Interleukin-10 Gene Promoter and NFKB1 Promoter Insertion/Deletion Polymorphisms in Systemic Sclerosis


Correspondence to: R. M. Xavier, MD, Hospital de Clínicas de Porto Alegre, Serviço de Reumatologia, 6 andar, sala 630, Rua Ramiro Barcelos 2350, Bairro Bom Fim, CEP 90035-903, Porto Alegre-RS, Brazil. E-mail:


Systemic sclerosis (SSc) is a connective tissue disease characterized by fibrotic, immunological and vascular abnormalities. Nuclear factor-kB (NFKB), as a key transcription factor involved in the regulation of immune responses, appears to be a good candidate for studies on the pathogenesis of autoimmune diseases, as well as the interleukin-10 (IL-10) polymorphism, which other studies have suggested an association with SSc. Our objective was to study the association of NFKB and IL-10 gene polymorphisms with SSc. One hundred and fifty-one SSc patients and 147 healthy bone marrow donors were enrolled in a case–control study. Blood was collected for DNA extraction; typing of IL-10 genes was made by polymerase chain reaction with sequence-specific primers (PCR–SSP), and NFKB gene typing was made by restriction fragment length polymorphism (RFLP). Patients underwent clinical evaluation, serology, Doppler echocardiography and chest high-resolution computed tomography. The frequency of IL-10 (−1082) GG genotype was found to be significantly higher in SSc patients (36.4%) as compared to healthy controls (22.4%) (P = 0.012). The frequency of heterozygous genotype GA was significantly lower (P = 0.004) in patients (38.4%) in comparison with control subjects (55.8%). A predominance of the high-producing IL-10 phenotype (GCC+/GCC+) was observed in SSc patients compared with healthy controls (37.7% versus 24.5%, respectively; OR: 1.87, 95% CI: 1.10–3.19, P = 0.019).
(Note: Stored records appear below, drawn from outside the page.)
/// Marker that embeds a cookie string at the end of a feed URL.
const COOKIE_MARKER: &str = ":COOKIE:";

#[derive(Debug, Clone, PartialEq, Eq)]
pub struct Feed {
    pub id: usize,
    pub url: String,
    pub cookies: Option<String>,
    /// Refresh hint in minutes, taken from the last successful fetch.
    pub ttl: Option<u32>,
}

impl Feed {
    /// Create a feed. When no explicit cookies are given, a `:COOKIE:`
    /// suffix on the URL is split off and used instead.
    pub fn new(id: usize, url: &str, cookies: Option<String>) -> Self {
        let (url, embedded) = split_cookies(url);
        let cookies = cookies
            .filter(|c| !c.trim().is_empty())
            .or(embedded);

        Self {
            id,
            url,
            cookies,
            ttl: None,
        }
    }
}

fn split_cookies(url: &str) -> (String, Option<String>) {
    match url.find(COOKIE_MARKER) {
        Some(pos) => {
            let cookies = &url[pos + COOKIE_MARKER.len()..];
            let cookies = (!cookies.is_empty()).then(|| cookies.to_string());
            (url[..pos].to_string(), cookies)
        }
        None => (url.to_string(), None),
    }
}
No significant difference was found in the allelic and genotype distribution of the NFKB promoter polymorphism between patients and controls. No statistically significant associations were found between IL-10 or NFKB polymorphisms clinical and laboratory features of SSc. Our results confirmed the association of the high-producing phenotype (GCC+/GCC+) with increased risk for SSc, but found no correlation with NFKB polymorphisms.